I. L’approche réaliste des relations internationales

Pendant longtemps, sous l’influence de la vision réaliste du monde, la réponse qui emporta l’adhésion quasi totale de tous a été de concevoir la sécurité comme une question de survie et de lui présupposer une menace existentielle. Ce sont les notions de sécurité – sûreté évoquées précédemment. On les appréhenda essentiellement comme ayant trait à la survie physique de l’Etat-nation et à l’agression armée potentielle contre lui. La paix fut ainsi réduite à une question de défense, et fut considérée comme constituant l’objet privilégié des études de la « défense et de la stratégie ».
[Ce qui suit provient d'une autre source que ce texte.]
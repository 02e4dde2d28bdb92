use criterion::{black_box, criterion_group, criterion_main, BenchmarkId, Criterion};
use merit_types::Digest;

fn blake2b_384_bench(c: &mut Criterion) {
    let data = [0xABu8; 256];

    c.bench_function("blake2b_384_256B", |b| {
        b.iter(|| merit_crypto::blake2b_384(black_box(&data)))
    });
}

fn merkle_root_bench(c: &mut Criterion) {
    let mut group = c.benchmark_group("merkle_root");
    for count in [1usize, 16, 256, 1024] {
        let leaves: Vec<Digest> = (0..count as u32)
            .map(|i| merit_crypto::blake2b_384(&i.to_be_bytes()))
            .collect();
        group.bench_with_input(BenchmarkId::from_parameter(count), &leaves, |b, leaves| {
            b.iter(|| merit_crypto::merkle_root(black_box(leaves)))
        });
    }
    group.finish();
}

fn holder_key_bench(c: &mut Criterion) {
    c.bench_function("holder_key_from_seed", |b| {
        b.iter(|| merit_crypto::holder_key_from_seed(black_box(b"bench-seed")))
    });
}

criterion_group!(benches, blake2b_384_bench, merkle_root_bench, holder_key_bench);
criterion_main!(benches);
Sous l’influence de cette approche, les analyses en relations internationales se sont longtemps contentées d’appréhender la sécurité plus comme un objet empirique que comme un concept. Ce choix s’explique également par l’équivalence établie par le courant réaliste entre les notions de sécurité et de puissance. Dès lors, les analyses portant sur elle se sont réduites à une cartographie de la puissance et des menaces militaires et la paix comme une situation de non rupture, de statu quo par rapport à cet ordre : c’est la notion d’équilibre des puissances. On se souvient ainsi du jugement de Raymond Aron : « guerre impossible, paix improbable » à propos de la rivalité Est-Ouest, négligeant du même coup l’analyse interne des acteurs en présence. En contrecoup, les analyses choisissant de se centrer sur la paix, dans une perspective autre que l’ordre international perçu comme cet équilibre des puissances, ont été marginalisées, reléguées, et déléguées au secteur associatif.
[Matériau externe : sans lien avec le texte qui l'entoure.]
//! Binary merkle roots over 48-byte digests.
//!
//! Odd levels duplicate their last node. A single leaf is its own root and the
//! empty set roots to [`Digest::ZERO`].

use merit_types::{Digest, Element};

use crate::hash::{blake2b_384_multi, hash_element};

pub fn merkle_root(leaves: &[Digest]) -> Digest {
    if leaves.is_empty() {
        return Digest::ZERO;
    }

    let mut level: Vec<Digest> = leaves.to_vec();
    while level.len() > 1 {
        if level.len() % 2 == 1 {
            let last = level[level.len() - 1];
            level.push(last);
        }
        level = level
            .chunks_exact(2)
            .map(|pair| blake2b_384_multi(&[pair[0].as_bytes(), pair[1].as_bytes()]))
            .collect();
    }
    level[0]
}

/// Merkle root of the digests of `elements`, in the given order.
pub fn merkle_root_of_elements(elements: &[Element]) -> Digest {
    let leaves: Vec<Digest> = elements.iter().map(hash_element).collect();
    merkle_root(&leaves)
}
Privilégiant ainsi la perspective empirique, ces analyses ont cependant négligé une dimension fondamentale de la sécurité : sa dimension ontologique et épistémologique. Comme il ressort des écrits de Hobbes, et plus récemment d’Edgar Morin (cf. Pour sortir du 20ième siècle), la sécurité a trait à « l’Etre », à l’existence, à la connaissance, à la relation aux autres êtres humains, à la médiation entre la vie et la mort, à la médiation entre le chaos et l’ordre. Dans son livre Politics of Security, Michaël Dillon analyse cette dimension en affirmant que la conception de la sécurité dérivée de la vision hobbesienne de la nature humaine et du politique repose en fait sur la tradition métaphysique qui fait d’elle le principe déterminant de la vie et de la politique moderne. Selon cette tradition, la sécurité est intrinsèquement liée au savoir, à la certitude, à la rationalité, à la technologie. Dillon affirme que si la sécurité a ainsi constitué le fondement de la pensée politique moderne, la tâche de la pratique politique a été de « sécuriser la sécurité » en instrumentalisant la technologie. Celle-ci n’a été conçue que dans le cadre de l’Etat. Cette approche se retrouve aujourd’hui dans maintes approches de think tank privilégiant les études de défense, l’analyse des menaces. Elle demeure pertinente et actuellement sous-représentée dans la banque de données d’Irénées.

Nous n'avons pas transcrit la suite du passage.